Stored items from a collection:

#[tokio::test]
async fn failed_frame_leaves_camera_streaming() {
    init_tracing();
    let source = FakeFrames {
        frames: vec![b"not a jpeg".to_vec(), png_bytes(16, 16)],
        ..Default::default()
    };
    let (opened, closed) = (source.opened.clone(), source.closed.clone());
    let mut camera = Camera::new(source);

    let uploader = Arc::new(FakeUploader::default());
    let progress = Arc::new(CountingProgress::default());
    let mut session = session(uploader.clone()).with_progress(progress.clone());

    let err = session.capture_frame(&mut camera).await.unwrap_err();
    assert!(matches!(
        err,
        CaptureError::Item(ItemError::DecodeFailed { ref name, .. }) if name == "capture-1.jpg"
    ));
    assert!(camera.is_active());
    assert_eq!(closed.load(Ordering::SeqCst), 0);
    assert!(session.queue().is_empty());
    assert!(uploader.uploads.lock().unwrap().is_empty());
    assert_eq!(progress.failed.load(Ordering::SeqCst), 1);

    // Retry on the still-open stream: no second acquire.
    session.capture_frame(&mut camera).await.unwrap();
    assert_eq!(opened.load(Ordering::SeqCst), 1);
    assert!(!camera.is_active());
    assert_eq!(session.queue().len(), 1);
    assert_eq!(progress.staged.load(Ordering::SeqCst), 1);
}
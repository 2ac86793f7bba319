//! Remote collaborators: where staged pages are stored and who reads them.
//!
//! The staging queue only ever talks to two traits:
//!
//! * [`Uploader`] — persist normalised bytes, hand back a remote id and URL.
//! * [`OcrService`] — turn an ordered list of remote ids into text.
//!
//! Two deployments are provided:
//!
//! | Backend | Uploader | OCR |
//! |---------|----------|-----|
//! | [`http::HttpBackend`] | `POST /api/upload-url` | `POST /api/ocr` |
//! | local   | [`local::LocalStore`] | [`vision::VisionOcr`] over the store |

use crate::config::CaptureConfig;
use crate::error::{CaptureError, OcrError, UploadError};
use async_trait::async_trait;
use serde::{Deserialize, Serialize};
use std::collections::HashMap;
use std::sync::Arc;
use tracing::info;

pub mod http;
pub mod local;
pub mod vision;

/// Result of a successful upload.
#[derive(Debug, Clone, PartialEq, Eq, Serialize, Deserialize)]
pub struct UploadReceipt {
    pub remote_id: String,
    pub url: String,
}

/// One page of OCR output as reported by a collaborator.
#[derive(Debug, Clone, PartialEq, Eq, Serialize, Deserialize)]
pub struct OcrPageResult {
    pub remote_id: String,
    pub text: String,
}

/// OCR output keyed by remote id.
///
/// Collaborators may answer in any order and may omit ids entirely; a
/// missing id reads as empty text rather than an error.
#[derive(Debug, Clone, Default, PartialEq, Eq)]
pub struct OcrResults {
    texts: HashMap<String, String>,
}

impl OcrResults {
    pub fn new() -> Self {
        Self::default()
    }

    pub fn insert(&mut self, remote_id: impl Into<String>, text: impl Into<String>) {
        self.texts.insert(remote_id.into(), text.into());
    }

    /// Text for `remote_id`, or `""` when the collaborator omitted it.
    pub fn text_for(&self, remote_id: &str) -> &str {
        self.texts.get(remote_id).map(String::as_str).unwrap_or("")
    }

    pub fn len(&self) -> usize {
        self.texts.len()
    }

    pub fn is_empty(&self) -> bool {
        self.texts.is_empty()
    }
}

impl Extend<OcrPageResult> for OcrResults {
    fn extend<I: IntoIterator<Item = OcrPageResult>>(&mut self, iter: I) {
        for page in iter {
            self.insert(page.remote_id, page.text);
        }
    }
}

impl FromIterator<OcrPageResult> for OcrResults {
    fn from_iter<I: IntoIterator<Item = OcrPageResult>>(iter: I) -> Self {
        let mut results = Self::new();
        results.extend(iter);
        results
    }
}

/// Persists normalised page images.
#[async_trait]
pub trait Uploader: Send + Sync {
    async fn upload(
        &self,
        bytes: Vec<u8>,
        file_name: &str,
        mime_type: &str,
    ) -> Result<UploadReceipt, UploadError>;
}

/// Extracts text from previously uploaded pages.
#[async_trait]
pub trait OcrService: Send + Sync {
    /// `remote_ids` is in page order; the answer need not be.
    async fn extract_text(&self, remote_ids: &[String]) -> Result<OcrResults, OcrError>;
}

/// Stored media, fetched back by remote id.
#[derive(Debug, Clone)]
pub struct StoredMedia {
    pub bytes: Vec<u8>,
    pub mime_type: String,
}

/// Read access to uploaded media, used by OCR engines that need the pixels.
#[async_trait]
pub trait MediaSource: Send + Sync {
    async fn fetch(&self, remote_id: &str) -> Result<StoredMedia, OcrError>;
}

/// Upload and OCR collaborators selected by configuration.
pub struct Backends {
    pub uploader: Arc<dyn Uploader>,
    pub ocr: Arc<dyn OcrService>,
}

/// Build the collaborators for `config`.
///
/// With `backend_url` set, both roles go to the journal web app. Otherwise
/// pages are stored under `store_dir` and read back by a vision model.
pub fn connect(config: &CaptureConfig) -> Result<Backends, CaptureError> {
    if let Some(ref url) = config.backend_url {
        info!("Using journal backend at {}", url);
        let backend = Arc::new(http::HttpBackend::new(
            url.as_str(),
            config.user_id.clone(),
            config.request_timeout_secs,
        )?);
        return Ok(Backends {
            uploader: backend.clone(),
            ocr: backend,
        });
    }

    info!("Using local store at {}", config.store_dir.display());
    let store = local::LocalStore::new(config.store_dir.clone());
    let ocr = vision::VisionOcr::from_config(store.clone(), config)?;
    Ok(Backends {
        uploader: Arc::new(store),
        ocr: Arc::new(ocr),
    })
}
//! Input resolution: turn raw bytes of unknown provenance into a decodable raster.
//!
//! Journal photos arrive as camera frames or as files picked from a phone
//! gallery, which in practice means JPEG, PNG, WebP, and Apple's HEIC.
//! The `image` crate decodes everything except HEIC, so HEIC is routed
//! through a [`HeicConverter`] first. Anything that is neither image-like
//! nor HEIC is rejected before we spend time decoding it.

use crate::error::ItemError;
use crate::pipeline::heic::HeicConverter;
use std::path::Path;
use tracing::debug;

/// Raw bytes plus whatever the source told us about them.
#[derive(Debug, Clone)]
pub struct RawImage {
    /// File name shown in progress output and used for the upload.
    pub name: String,
    /// Declared media type (`File.type` equivalent), if any.
    pub declared_type: Option<String>,
    pub bytes: Vec<u8>,
}

impl RawImage {
    pub fn new(name: impl Into<String>, declared_type: Option<String>, bytes: Vec<u8>) -> Self {
        Self {
            name: name.into(),
            declared_type,
            bytes,
        }
    }

    /// Media type from the declaration, else the extension, else the bytes.
    pub fn media_type(&self) -> String {
        if let Some(ref t) = self.declared_type {
            if !t.trim().is_empty() {
                return t.trim().to_ascii_lowercase();
            }
        }
        if let Some(guess) = mime_guess::from_path(&self.name).first() {
            return guess.essence_str().to_string();
        }
        if let Ok(format) = image::guess_format(&self.bytes) {
            return format.to_mime_type().to_string();
        }
        "application/octet-stream".to_string()
    }
}

/// How the pipeline must treat an input.
#[derive(Debug, Clone, Copy, PartialEq, Eq)]
pub enum InputKind {
    /// Decodable directly by the `image` crate.
    Raster,
    /// Needs HEIC → JPEG conversion first.
    Heic,
    /// Not something we can turn into a page image.
    Unsupported,
}

/// Classify an input by declared type and file name.
pub fn classify(raw: &RawImage) -> InputKind {
    if is_heic(raw) {
        return InputKind::Heic;
    }
    if raw.media_type().starts_with("image/") {
        InputKind::Raster
    } else {
        InputKind::Unsupported
    }
}

fn is_heic(raw: &RawImage) -> bool {
    let declared = raw
        .declared_type
        .as_deref()
        .map(|t| t.trim().to_ascii_lowercase());
    if matches!(declared.as_deref(), Some("image/heic" | "image/heif")) {
        return true;
    }
    Path::new(&raw.name)
        .extension()
        .and_then(|e| e.to_str())
        .map(|e| e.eq_ignore_ascii_case("heic") || e.eq_ignore_ascii_case("heif"))
        .unwrap_or(false)
}

/// Produce bytes guaranteed to be a standard-decodable raster.
///
/// HEIC goes through `converter`; a failed conversion is
/// [`ItemError::FormatUnsupported`]. Non-image input is
/// [`ItemError::UnsupportedInput`].
pub async fn normalize_format(
    raw: RawImage,
    converter: &dyn HeicConverter,
) -> Result<RawImage, ItemError> {
    match classify(&raw) {
        InputKind::Raster => Ok(raw),
        InputKind::Heic => {
            debug!("Converting HEIC input '{}'", raw.name);
            let jpeg = converter
                .convert(&raw.bytes)
                .await
                .map_err(|detail| ItemError::FormatUnsupported {
                    name: raw.name.clone(),
                    detail,
                })?;
            Ok(RawImage {
                name: raw.name,
                declared_type: Some("image/jpeg".to_string()),
                bytes: jpeg,
            })
        }
        InputKind::Unsupported => Err(ItemError::UnsupportedInput {
            mime_type: raw.media_type(),
            name: raw.name,
        }),
    }
}

/// Read a local file into a [`RawImage`], leaving the media type undeclared.
pub async fn read_file(path: &Path) -> Result<RawImage, ItemError> {
    let name = path
        .file_name()
        .map(|n| n.to_string_lossy().into_owned())
        .unwrap_or_else(|| path.display().to_string());

    let bytes = tokio::fs::read(path)
        .await
        .map_err(|e| ItemError::ReadFailed {
            name: name.clone(),
            detail: e.to_string(),
        })?;

    debug!("Read {} ({} bytes)", path.display(), bytes.len());
    Ok(RawImage::new(name, None, bytes))
}

#[cfg(test)]
mod tests {
    use super::*;
    use async_trait::async_trait;

    struct FailingConverter;

    #[async_trait]
    impl HeicConverter for FailingConverter {
        async fn convert(&self, _heic: &[u8]) -> Result<Vec<u8>, String> {
            Err("no decoder".into())
        }
    }

    struct FixedConverter(Vec<u8>);

    #[async_trait]
    impl HeicConverter for FixedConverter {
        async fn convert(&self, _heic: &[u8]) -> Result<Vec<u8>, String> {
            Ok(self.0.clone())
        }
    }

    #[test]
    fn classify_by_extension_and_declared_type() {
        let heic = RawImage::new("IMG_0042.HEIC", None, vec![]);
        assert_eq!(classify(&heic), InputKind::Heic);

        let declared = RawImage::new("blob", Some("image/heif".into()), vec![]);
        assert_eq!(classify(&declared), InputKind::Heic);

        let jpeg = RawImage::new("page.jpg", None, vec![]);
        assert_eq!(classify(&jpeg), InputKind::Raster);

        let pdf = RawImage::new("notes.pdf", None, vec![]);
        assert_eq!(classify(&pdf), InputKind::Unsupported);
    }

    #[test]
    fn media_type_falls_back_to_sniffing() {
        let png_magic = vec![0x89, b'P', b'N', b'G', 0x0D, 0x0A, 0x1A, 0x0A];
        let raw = RawImage::new("capture", None, png_magic);
        assert_eq!(raw.media_type(), "image/png");
        assert_eq!(classify(&raw), InputKind::Raster);
    }

    #[tokio::test]
    async fn heic_conversion_failure_is_format_unsupported() {
        let raw = RawImage::new("IMG_0001.heic", None, vec![0; 16]);
        let err = normalize_format(raw, &FailingConverter).await.unwrap_err();
        assert!(matches!(err, ItemError::FormatUnsupported { .. }));
        assert_eq!(err.name(), "IMG_0001.heic");
    }

    #[tokio::test]
    async fn heic_conversion_success_declares_jpeg() {
        let raw = RawImage::new("IMG_0001.heic", None, vec![0; 16]);
        let out = normalize_format(raw, &FixedConverter(vec![0xFF, 0xD8, 0xFF]))
            .await
            .unwrap();
        assert_eq!(out.declared_type.as_deref(), Some("image/jpeg"));
        assert_eq!(out.bytes, vec![0xFF, 0xD8, 0xFF]);
    }

    #[tokio::test]
    async fn text_input_is_unsupported() {
        let raw = RawImage::new("todo.txt", None, b"buy milk".to_vec());
        let err = normalize_format(raw, &FailingConverter).await.unwrap_err();
        match err {
            ItemError::UnsupportedInput { mime_type, .. } => assert_eq!(mime_type, "text/plain"),
            other => panic!("unexpected error: {other}"),
        }
    }

    #[tokio::test]
    async fn missing_file_is_read_failed() {
        let dir = tempfile::tempdir().unwrap();
        let err = read_file(&dir.path().join("nope.jpg")).await.unwrap_err();
        assert!(matches!(err, ItemError::ReadFailed { .. }));
    }
}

## WHAT TO WORK ON:
Would you output, from the records above, exactly the run of lines that starts at the line containing "pub trait OcrService: Send" and ends at the line containing "pub uploader: Arc<dyn", and only that run?

## RESULT OF THE TASK:
pub trait OcrService: Send + Sync {
    /// `remote_ids` is in page order; the answer need not be.
    async fn extract_text(&self, remote_ids: &[String]) -> Result<OcrResults, OcrError>;
}

/// Stored media, fetched back by remote id.
#[derive(Debug, Clone)]
pub struct StoredMedia {
    pub bytes: Vec<u8>,
    pub mime_type: String,
}

/// Read access to uploaded media, used by OCR engines that need the pixels.
#[async_trait]
pub trait MediaSource: Send + Sync {
    async fn fetch(&self, remote_id: &str) -> Result<StoredMedia, OcrError>;
}

/// Upload and OCR collaborators selected by configuration.
pub struct Backends {
    pub uploader: Arc<dyn Uploader>,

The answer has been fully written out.